Aphrodite Hills was designed by American architect Cabell Robinson and opened in 2002. Robinson returned to Cyprus to design the new Academy Course, which sits on a site previously occupied by an under-used earlier short course.

“We have reduced the area in half – the new course is just under 1.5 hectares (3.7 acres) and freed up the rest of the ground for more real estate,” said Course Superintendent David Blair.

“The new course has been built to PGA National academy specifications: the holes range in length from 60-100 metres,” added Blair.

The new course has 12 bunkers, which cover about 400 square metres in total, and which have been lined using the Capillary Bunkers system, including the Capillary Wash Box, which will enable Blair’s team to keep the sand’s colour through pressure washing.

Blair said: “Depaco Golf Construction, the contractor that built the course, did all the preparatory work on the bunkers, but the Capillary Bunkers liner itself was installed by our golf maintenance team.

“CapillaryFlow’s Kneale Diamond came over for a few days to direct operations and to check that the concrete mix was correct.

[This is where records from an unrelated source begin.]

impl<'a, G: GridAccessor + ?Sized> StimPlanCellTransmissibilityCalculator<'a, G> {
    /// # Arguments
    ///
    /// * `grid` - Reservoir grid with static properties
    /// * `placement` - Template to grid transform of the fracture
    /// * `skin_factor` - Fracture face skin
    /// * `c_darcy` - Darcy constant of the grid's unit system
    /// * `fracture_cell` - Template cell to connect
    pub fn new(
        grid: &'a G,
        placement: FracturePlacement,
        skin_factor: f64,
        c_darcy: f64,
        fracture_cell: &'a FractureCell,
    ) -> Self {
        Self {
            grid,
            placement,
            skin_factor,
            c_darcy,
            fracture_cell,
            contributions: OnceCell::new(),
        }
    }

    pub fn contributing_cell_indices(&self) -> &[usize] {
        self.contributions().cell_indices()
    }

    pub fn contributing_transmissibilities(&self) -> &[f64] {
        self.contributions().transmissibilities()
    }

    pub fn contributions(&self) -> &ContributionResult {
        self.contributions
            .get_or_init(|| self.calculate_matrix_transmissibility())
    }

    pub fn into_contributions(mut self) -> ContributionResult {
        match self.contributions.take() {
            Some(contributions) => contributions,
            None => self.calculate_matrix_transmissibility(),
        }
    }

    fn calculate_matrix_transmissibility(&self) -> ContributionResult {
        let mut result = ContributionResult::default();

        // Zero conductivity: cell outside the propped fracture
        if !self.fracture_cell.is_open() {
            trace!(
                "Fracture cell {:?} is closed, conductivity {}",
                self.fracture_cell.index(),
                self.fracture_cell.conductivity()
            );
            return result;
        }

        let Some(fracture_plane) = self.placement.plane() else {
            warn!("Fracture placement does not define a plane");
            return result;
        };

        let polygon_global: Polygon = self
            .fracture_cell
            .polygon()
            .iter()
            .map(|p| self.placement.transform_point(p))
            .collect();
        let Some(polygon_bbox) = bounding_box(&polygon_global) else {
            return result;
        };

        let mut candidates = self.grid.find_intersecting_cells(&polygon_bbox);
        candidates.sort_unstable();
        candidates.dedup();

        for cell_index in candidates {
            if !self.grid.is_active(cell_index) {
                continue;
            }

            match self.cell_contribution(cell_index, &fracture_plane) {
                Ok(Some(contribution)) => result.push(contribution),
                Ok(None) => {}
                Err(e) => warn!("Skipping cell {}: {}", cell_index, e),
            }
        }

        debug!(
            "Fracture cell {:?} connects to {} grid cells",
            self.fracture_cell.index(),
            result.len()
        );

        result
    }

    /// Direction used for the effective fracture length: horizontal in the
    /// template plane for a cell with vertical local z.
    fn length_direction(&self, local_z: &Vector3<f64>) -> Vector3<f64> {
        let local_z_in_fracture_plane = self.placement.inverse_transform_vector(local_z);
        match local_z_in_fracture_plane.try_normalize(f64::EPSILON) {
            Some(z) if !is_parallel(&z, &Vector3::z(), PARALLEL_EPS) => z
                .cross(&Vector3::z())
                .try_normalize(f64::EPSILON)
                .unwrap_or_else(Vector3::x),
            // Cell z along the fracture normal
            _ => Vector3::x(),
        }
    }

    fn cell_contribution(
        &self,
        cell_index: usize,
        fracture_plane: &Plane,
    ) -> Result<Option<CellContribution>, GridError> {
        let property = |p: StaticProperty| self.grid.scalar_property(p, cell_index);
        let perm_x = property(StaticProperty::PermX)?;
        let perm_y = property(StaticProperty::PermY)?;
        let perm_z = property(StaticProperty::PermZ)?;
        let dx = property(StaticProperty::Dx)?;
        let dy = property(StaticProperty::Dy)?;
        let dz = property(StaticProperty::Dz)?;
        let ntg = property(StaticProperty::Ntg)?;

        let hex_corners = self.grid.cell_corner_vertices(cell_index);
        let Some(plane_cell_polygons) = plane_hex_cell_intersection(&hex_corners, fracture_plane)
        else {
            return Ok(None);
        };
        if plane_cell_polygons.is_empty() {
            return Ok(None);
        }

        let (local_x, local_y, local_z) = find_cell_local_xyz(&hex_corners);

        // Intersect in the template plane, where the fracture polygon lives
        let fracture_polygon = self.fracture_cell.polygon();
        let fracture_parts: Vec<Polygon> = plane_cell_polygons
            .iter()
            .map(|polygon| {
                polygon
                    .iter()
                    .map(|p| self.placement.inverse_transform_point(p))
                    .collect::<Polygon>()
            })
            .flat_map(|polygon| intersect_polygons(&polygon, fracture_polygon))
            .collect();

        if fracture_parts.is_empty() {
            return Ok(None);
        }

        let direction_of_length = self.length_direction(&local_z);
        let normal = fracture_plane.normal;

        let mut fracture_area = 0.;
        let mut total_area_x_length = 0.;
        let mut projected_area = Vector3::zeros();
        for part in &fracture_parts {
            let area = polygon_area(part);
            let length = polygon_area_weighted_length(&direction_of_length, part);

            fracture_area += area;
            total_area_x_length += length * area;

            projected_area.x += (area * normal.dot(&local_y)).abs();
            projected_area.y += (area * normal.dot(&local_x)).abs();
            projected_area.z += (area * normal.dot(&local_z)).abs();
        }

        if !(fracture_area > 0.) {
            return Ok(None);
        }
        let area_weighted_length = total_area_x_length / fracture_area;

        let directional = DirectionalTransmissibility {
            x: matrix_transmissibility(
                perm_y,
                ntg,
                projected_area.y,
                dx,
                self.skin_factor,
                area_weighted_length,
                self.c_darcy,
            ),
            y: matrix_transmissibility(
                perm_x,
                ntg,
                projected_area.x,
                dy,
                self.skin_factor,
                area_weighted_length,
                self.c_darcy,
            ),
            z: matrix_transmissibility(
                perm_z,
                1.,
                projected_area.z,
                dz,
                self.skin_factor,
                area_weighted_length,
                self.c_darcy,
            ),
        };

        Ok(Some(CellContribution {
            cell_index,
            transmissibility: directional.combined(),
            directional,
            area: fracture_area,
            projected_area,
            area_weighted_length,
        }))
    }
}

It was a very simple process.”

The work on the new bunkers was done in April, at the tail end of the wet season in Cyprus, but Blair says they’ve already been tested. “A week after we installed the liner, we had a significant rain, and not a grain of sand moved in the bunkers,” he said.

Although this is a small project, it will serve as a test bed for one that could be a lot bigger. When Aphrodite was built, the bunkers were lined with a geo-textile, but it is no longer functioning as designed.

Blair said: “On the main course we have around 14,000 square metres of bunkers, and they are deep and steep-faced. There is no liner in them now – the old fabric was ripped and useless – and they didn’t present too well.

“We could not keep the colour of the sand, because the fines in the clay contaminate it. Sometimes if we spray a wetting agent and turn on the irrigation to water it in, we get puddling in the greenside bunkers – on the Academy Course there’s not a drop of water to be seen.

“On the 11th hole, we have three bunkers that flood quite badly. We have put Capillary Bunkers into one of them, so we will get a really good comparison this winter.”

Aphrodite Hills earned certification for its environmental work from the Golf Environment Organisation three years ago, and has just been re-certified. “When we installed the Capillary Bunkers on the Academy Course, we assessed the sustainability issues very closely – and we have used warm season grasses across its entirety,” said Blair.

CapillaryFlow is an Associate Business Member of the Asian Golf Industry Federation.